Authors: Ken Douglas
She strained her ears, searching for another sound, proof that it wasn’t her imagination. She heard another drawer being opened with a quiet burglar’s touch. He was in the galley. Looking, robbing, stealing.
She removed her hand from her daughter’s side. Meiko’s heart was beating along with the ship’s clock in the salon, while Julie’s was racing, at least two beats for every tick of the clock.

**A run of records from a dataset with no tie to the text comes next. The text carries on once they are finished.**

pub mod adapters;
mod consume;
mod errors;
pub mod in_memory;
mod reporting;
mod shutdown;
mod types;

pub use errors::{ErrorKind, QueueError, SendableError};
pub use reporting::{EventSink, LogSink, NullSink, QueueEvent};
pub use shutdown::{shutdown_channel, Shutdown, ShutdownTrigger};
pub use types::{listener_fn, BackendKind, FnListener, Listener};

use async_trait::async_trait;
use std::convert::Infallible;
use std::sync::Arc;

/// A queue that can carry opaque byte payloads to a listener.
///
/// A handle is bound to one physical queue for its whole life. Only one listen
/// call per handle is supported at a time; `send_bytes` may run alongside it.
#[async_trait]
pub trait Queue: Send + Sync {
    fn name(&self) -> &str;

    fn kind(&self) -> BackendKind;

    /// Enqueue `payload` for delivery.
    async fn send_bytes(&self, payload: &[u8]) -> Result<(), QueueError>;

    /// Deliver messages to `listener` until it fails, the backend fails, or
    /// `shutdown` fires. Returns `Ok(())` only for shutdown.
    ///
    /// Shutdown never interrupts the listener, but it does abandon a receive
    /// that is still waiting. On a polling backend a message the service hands
    /// out during that abandoned receive is never seen here and stays hidden
    /// until its visibility timeout runs out.
    async fn listen_until(
        &self,
        listener: Arc<dyn Listener>,
        shutdown: Shutdown,
    ) -> Result<(), QueueError>;

    /// Deliver messages to `listener` until something fails. Never returns
    /// successfully.
    async fn listen(&self, listener: Arc<dyn Listener>) -> Result<Infallible, QueueError> {
        match self.listen_until(listener, Shutdown::never()).await {
            Ok(()) => Err(QueueError::Internal(
                "listener stopped without a shutdown signal".into(),
            )),
            Err(err) => Err(err),
        }
    }
}

/// A queue whose pending messages can be discarded.
#[async_trait]
pub trait PersistentQueue: Queue {
    /// Drop every message not yet delivered. Succeeds on an empty queue.
    async fn purge(&self) -> Result<(), QueueError>;
}
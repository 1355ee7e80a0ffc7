pub mod logger;
pub mod startup;

pub type SendableError = Box<dyn std::error::Error + Send + Sync + 'static>;
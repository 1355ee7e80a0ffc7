//! In-process stand-ins for the broker and the hosted queue. They follow the
//! same delivery rules as the real services closely enough to exercise the
//! adapters without a network.

mod broker;
mod sqs;

pub use broker::{InMemoryBroker, InMemorySession, StoredMessage};
pub use sqs::{InMemorySqs, InMemorySqsConfig};
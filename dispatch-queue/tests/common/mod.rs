#![allow(dead_code)]

use dispatch_queue::{listener_fn, EventSink, Listener, QueueEvent, SendableError, ShutdownTrigger};
use parking_lot::Mutex;
use serde::{Deserialize, Serialize};
use std::future::Future;
use std::sync::Arc;
use std::time::Duration;
use tokio::sync::mpsc;

pub const DEADLINE: Duration = Duration::from_secs(5);

#[derive(Debug, Serialize, Deserialize)]
pub struct Msg {
    pub msg: String,
}

pub fn msg(text: &str) -> Vec<u8> {
    serde_json::to_vec(&Msg { msg: text.into() }).expect("message serializes")
}

pub async fn within<F: Future>(future: F) -> F::Output {
    tokio::time::timeout(DEADLINE, future)
        .await
        .expect("operation did not finish in time")
}

/// Signals once per `"ok"` message and fails on anything else.
pub fn ok_until_ko() -> (Arc<dyn Listener>, mpsc::UnboundedReceiver<bool>) {
    let (result, signals) = mpsc::unbounded_channel();
    let listener = listener_fn(move |payload: &[u8]| -> Result<(), SendableError> {
        let data: Msg = serde_json::from_slice(payload)?;
        if data.msg == "ok" {
            let _ = result.send(true);
            Ok(())
        } else {
            Err("Test Error".into())
        }
    });
    (listener, signals)
}

/// Records every payload and fires `trigger` once `stop_after` have been seen.
pub fn collect_then_stop(
    stop_after: usize,
    trigger: ShutdownTrigger,
) -> (Arc<dyn Listener>, Arc<Mutex<Vec<Vec<u8>>>>) {
    let seen = Arc::new(Mutex::new(Vec::new()));
    let listener = {
        let seen = Arc::clone(&seen);
        listener_fn(move |payload: &[u8]| {
            let mut seen = seen.lock();
            seen.push(payload.to_vec());
            if seen.len() >= stop_after {
                trigger.trigger();
            }
            Ok(())
        })
    };
    (listener, seen)
}

/// Keeps a rendered copy of every event.
#[derive(Default)]
pub struct RecordingSink {
    events: Mutex<Vec<String>>,
}

impl RecordingSink {
    pub fn events(&self) -> Vec<String> {
        self.events.lock().clone()
    }

    pub fn count(&self, prefix: &str) -> usize {
        self.events
            .lock()
            .iter()
            .filter(|event| event.starts_with(prefix))
            .count()
    }
}

impl EventSink for RecordingSink {
    fn record(&self, event: &QueueEvent<'_>) {
        self.events.lock().push(format!("{event:?}"));
    }
}
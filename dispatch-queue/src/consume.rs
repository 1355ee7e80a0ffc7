use crate::types::{Delivery, DeliveryOutcome};
use crate::{EventSink, Listener, QueueError, QueueEvent, Shutdown};
use async_trait::async_trait;
use std::sync::Arc;
use std::time::Duration;
use tokio::sync::oneshot;

/// Pause after a poll cycle that produced nothing, so a zero long-poll wait
/// does not turn into a busy loop.
pub(crate) const EMPTY_CYCLE_PAUSE: Duration = Duration::from_millis(50);

/// Backend side of a listen call: yields deliveries and settles them.
#[async_trait]
pub(crate) trait DeliverySource: Send + 'static {
    type Receipt: Send + 'static;

    fn supports_negative_ack(&self) -> bool;

    /// Next delivery, or `None` when a poll cycle came back empty.
    async fn next(&mut self) -> Result<Option<Delivery<Self::Receipt>>, QueueError>;

    async fn acknowledge(&mut self, receipt: Self::Receipt) -> Result<(), QueueError>;

    async fn reject(&mut self, receipt: Self::Receipt) -> Result<(), QueueError>;

    async fn close(&mut self) {}
}

pub(crate) struct ConsumeContext {
    pub queue: String,
    pub listener: Arc<dyn Listener>,
    pub shutdown: Shutdown,
    pub sink: Arc<dyn EventSink>,
}

/// Runs the consume loop on its own task and waits for the single result it
/// reports: the first error, or `Ok(())` after shutdown.
pub(crate) async fn run<S>(mut source: S, mut ctx: ConsumeContext) -> Result<(), QueueError>
where
    S: DeliverySource,
{
    let (report, outcome) = oneshot::channel();

    tokio::spawn(async move {
        let result = consume(&mut source, &mut ctx).await;
        source.close().await;
        ctx.sink.record(&QueueEvent::ListenStopped {
            queue: &ctx.queue,
            error: result.as_ref().err(),
        });
        let _ = report.send(result);
    });

    match outcome.await {
        Ok(result) => result,
        Err(_) => Err(QueueError::Internal(
            "consumer task stopped without reporting a result".into(),
        )),
    }
}

async fn consume<S>(source: &mut S, ctx: &mut ConsumeContext) -> Result<(), QueueError>
where
    S: DeliverySource,
{
    loop {
        let next = tokio::select! {
            biased;
            _ = ctx.shutdown.triggered() => return Ok(()),
            next = source.next() => next?,
        };

        let Some(delivery) = next else {
            tokio::select! {
                biased;
                _ = ctx.shutdown.triggered() => return Ok(()),
                _ = tokio::time::sleep(EMPTY_CYCLE_PAUSE) => {}
            }
            continue;
        };
        ctx.sink.record(&QueueEvent::Received { queue: &ctx.queue });

        let result = ctx.listener.on_message(&delivery.payload).await;
        match DeliveryOutcome::decide(result.is_ok(), source.supports_negative_ack()) {
            DeliveryOutcome::Acknowledge => {
                source.acknowledge(delivery.receipt).await?;
                ctx.sink.record(&QueueEvent::Acknowledged { queue: &ctx.queue });
            }
            DeliveryOutcome::RejectRequeue => match source.reject(delivery.receipt).await {
                Ok(()) => ctx.sink.record(&QueueEvent::Requeued { queue: &ctx.queue }),
                Err(err) => ctx.sink.record(&QueueEvent::RejectFailed {
                    queue: &ctx.queue,
                    error: &err,
                }),
            },
            DeliveryOutcome::LeaveUndeleted => {
                ctx.sink.record(&QueueEvent::LeftUndeleted { queue: &ctx.queue })
            }
        }

        if let Err(err) = result {
            return Err(QueueError::Handler {
                queue: ctx.queue.clone(),
                source: err,
            });
        }
    }
}
use crate::adapters::sqs::{QueueAddress, SqsApi, SqsMessage};
use crate::QueueError;
use async_trait::async_trait;
use parking_lot::Mutex;
use std::collections::HashMap;
use std::sync::Arc;
use std::time::Duration;
use tokio::sync::Notify;
use tokio::time::Instant;
use uuid::Uuid;

const URL_PREFIX: &str = "memory://";

#[derive(Debug, Clone)]
pub struct InMemorySqsConfig {
    /// How long a received message stays hidden before it can be received again.
    pub visibility_timeout: Duration,
    /// Minimum spacing between purges of one queue; zero disables the limit.
    pub purge_cooldown: Duration,
}

impl Default for InMemorySqsConfig {
    fn default() -> Self {
        Self {
            visibility_timeout: Duration::from_secs(30),
            purge_cooldown: Duration::ZERO,
        }
    }
}

impl InMemorySqsConfig {
    pub fn with_visibility_timeout(mut self, timeout: Duration) -> Self {
        self.visibility_timeout = timeout;
        self
    }

    pub fn with_purge_cooldown(mut self, cooldown: Duration) -> Self {
        self.purge_cooldown = cooldown;
        self
    }
}

struct HostedMessage {
    body: String,
    receipt_handle: Option<String>,
    visible_at: Instant,
    receive_count: u32,
}

#[derive(Default)]
struct HostedQueue {
    messages: Vec<HostedMessage>,
    last_purge: Option<Instant>,
}

#[derive(Default)]
struct SqsState {
    queues: HashMap<String, HostedQueue>,
    fail_deletes: bool,
}

/// Hosted queue service living in process memory, reachable through [`SqsApi`].
#[derive(Clone, Default)]
pub struct InMemorySqs {
    state: Arc<Mutex<SqsState>>,
    notify: Arc<Notify>,
    config: InMemorySqsConfig,
}

impl InMemorySqs {
    pub fn new(config: InMemorySqsConfig) -> Self {
        Self {
            config,
            ..Self::default()
        }
    }

    /// Creates the queue if needed and returns its address.
    pub fn create_queue(&self, name: &str) -> QueueAddress {
        let url = format!("{URL_PREFIX}{name}");
        self.state.lock().queues.entry(url.clone()).or_default();
        QueueAddress {
            name: name.to_string(),
            url,
        }
    }

    /// Stores `body` verbatim, bypassing the adapter's encoding.
    pub fn push_raw_body(&self, name: &str, body: impl Into<String>) {
        let url = format!("{URL_PREFIX}{name}");
        if let Some(queue) = self.state.lock().queues.get_mut(&url) {
            queue.messages.push(HostedMessage {
                body: body.into(),
                receipt_handle: None,
                visible_at: Instant::now(),
                receive_count: 0,
            });
        }
        self.notify.notify_waiters();
    }

    /// While set, every delete fails with `QueueError::Delete`.
    pub fn fail_deletes(&self, fail: bool) {
        self.state.lock().fail_deletes = fail;
    }

    /// Messages currently stored, visible or not.
    pub fn message_count(&self, name: &str) -> usize {
        self.with_queue(name, |queue| queue.messages.len())
    }

    pub fn visible_count(&self, name: &str) -> usize {
        let now = Instant::now();
        self.with_queue(name, |queue| {
            queue
                .messages
                .iter()
                .filter(|message| message.visible_at <= now)
                .count()
        })
    }

    /// Highest number of times any stored message has been received.
    pub fn max_receive_count(&self, name: &str) -> u32 {
        self.with_queue(name, |queue| {
            queue
                .messages
                .iter()
                .map(|message| message.receive_count)
                .max()
                .unwrap_or_default()
        })
    }

    fn with_queue<T: Default>(&self, name: &str, f: impl FnOnce(&HostedQueue) -> T) -> T {
        let url = format!("{URL_PREFIX}{name}");
        self.state.lock().queues.get(&url).map(f).unwrap_or_default()
    }

    /// Marks up to `max` visible messages as received. `Err` carries the
    /// earliest instant at which a hidden message becomes visible again.
    fn take_visible(&self, queue_url: &str, max: usize) -> Result<Vec<SqsMessage>, Option<Instant>> {
        let now = Instant::now();
        let mut guard = self.state.lock();
        let Some(queue) = guard.queues.get_mut(queue_url) else {
            return Ok(Vec::new());
        };

        let mut taken = Vec::new();
        for message in queue.messages.iter_mut() {
            if taken.len() >= max {
                break;
            }
            if message.visible_at > now {
                continue;
            }
            let receipt = Uuid::new_v4().to_string();
            message.receipt_handle = Some(receipt.clone());
            message.visible_at = now + self.config.visibility_timeout;
            message.receive_count += 1;
            taken.push(SqsMessage {
                body: Some(message.body.clone()),
                receipt_handle: Some(receipt),
            });
        }

        if taken.is_empty() {
            Err(queue.messages.iter().map(|message| message.visible_at).min())
        } else {
            Ok(taken)
        }
    }

    fn missing(queue: &QueueAddress) -> String {
        format!("AWS.SimpleQueueService.NonExistentQueue: {}", queue.url)
    }
}

#[async_trait]
impl SqsApi for InMemorySqs {
    async fn queue_url(&self, queue_name: &str) -> Result<String, QueueError> {
        let url = format!("{URL_PREFIX}{queue_name}");
        if self.state.lock().queues.contains_key(&url) {
            Ok(url)
        } else {
            Err(QueueError::NotFound(queue_name.to_string()))
        }
    }

    async fn send_message(&self, queue: &QueueAddress, body: String) -> Result<(), QueueError> {
        {
            let mut guard = self.state.lock();
            let hosted = guard
                .queues
                .get_mut(&queue.url)
                .ok_or_else(|| QueueError::Publish {
                    queue: queue.name.clone(),
                    message: Self::missing(queue),
                })?;
            hosted.messages.push(HostedMessage {
                body,
                receipt_handle: None,
                visible_at: Instant::now(),
                receive_count: 0,
            });
        }
        self.notify.notify_waiters();
        Ok(())
    }

    async fn receive_messages(
        &self,
        queue: &QueueAddress,
        max: i32,
        wait: Duration,
    ) -> Result<Vec<SqsMessage>, QueueError> {
        if !self.state.lock().queues.contains_key(&queue.url) {
            return Err(QueueError::Receive {
                queue: queue.name.clone(),
                message: Self::missing(queue),
            });
        }

        let deadline = Instant::now() + wait;
        let max = usize::try_from(max.max(1)).unwrap_or(1);
        loop {
            let notified = self.notify.notified();
            tokio::pin!(notified);
            notified.as_mut().enable();

            let wake_at = match self.take_visible(&queue.url, max) {
                Ok(messages) => return Ok(messages),
                Err(next_visible) => next_visible.map_or(deadline, |at| at.min(deadline)),
            };
            if Instant::now() >= deadline {
                return Ok(Vec::new());
            }

            tokio::select! {
                _ = &mut notified => {}
                _ = tokio::time::sleep_until(wake_at) => {}
            }
        }
    }

    async fn delete_message(
        &self,
        queue: &QueueAddress,
        receipt_handle: &str,
    ) -> Result<(), QueueError> {
        let mut guard = self.state.lock();
        if guard.fail_deletes {
            return Err(QueueError::Delete {
                queue: queue.name.clone(),
                message: "service unavailable".into(),
            });
        }
        let hosted = guard.queues.get_mut(&queue.url).ok_or_else(|| QueueError::Delete {
            queue: queue.name.clone(),
            message: Self::missing(queue),
        })?;

        let position = hosted
            .messages
            .iter()
            .position(|message| message.receipt_handle.as_deref() == Some(receipt_handle))
            .ok_or_else(|| QueueError::Delete {
                queue: queue.name.clone(),
                message: format!("ReceiptHandleIsInvalid: {receipt_handle}"),
            })?;
        hosted.messages.remove(position);
        Ok(())
    }

    async fn purge_queue(&self, queue: &QueueAddress) -> Result<(), QueueError> {
        let now = Instant::now();
        let mut guard = self.state.lock();
        let hosted = guard.queues.get_mut(&queue.url).ok_or_else(|| QueueError::Purge {
            queue: queue.name.clone(),
            message: Self::missing(queue),
        })?;

        let cooling_down = hosted
            .last_purge
            .is_some_and(|last| now.duration_since(last) < self.config.purge_cooldown);
        if cooling_down {
            return Err(QueueError::RateLimited(queue.name.clone()));
        }
        hosted.messages.clear();
        hosted.last_purge = Some(now);
        Ok(())
    }
}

She heard the faint tingle of silverware. A fork or spoon must have been jarred out of place as the drawer moved. She listened for another noise.
Silence.
She didn’t move. Didn’t dare breathe.
How could he have gotten on the boat without her hearing him? True the back hatch was left open at night, as was the one above her head, so the breeze could pass through and cool the boat, but he’d still have to come down the ladder and across the salon to the galley. It was a boat. The floors creaked. And the hatches in the floor groaned. A cat would be hard pressed to move through the salon silently, and that was no cat out there opening and closing and looking in her drawers.
Looking for what?
She tried to think. She wanted him off the boat. Maybe it was one of the local kids looking for a few bucks, but what if it wasn’t? She didn’t have much of value on the boat. They had been in the yacht club for over a year and there were no secrets in the small community, not from the yachties and not from the locals. Everyone knew they weren’t rich. No expensive cameras, no jewelry, not even a television.
So what was he looking for? It must be a kid. Had to be. For a second she thought about charging out there and grabbing him, but something held her back. What if it wasn’t a kid? He was awfully quiet. Could a kid be that quiet? She wanted to slip out of bed and peek out of the cabin and see if she could see who it was, but she knew she couldn’t be that quiet.
She closed her eyes and attempted to control her breathing. She mentally counted backwards from ten to one, forcing her mind to clear and it came to her, like lightning from a dark sky. All she had to do was to make a normal, getting up kind of sound and whoever was out there would quietly slip away, just like they quietly slipped in.
She had to pee. She stretched and yawned aloud, hoping it sounded more normal to whoever was out in the galley than it did to her. She didn’t hear any movement from the back of the boat as she stepped out of the double berth and went into the head. She turned on the light, dropped her shorts and panties and sat on the toilet.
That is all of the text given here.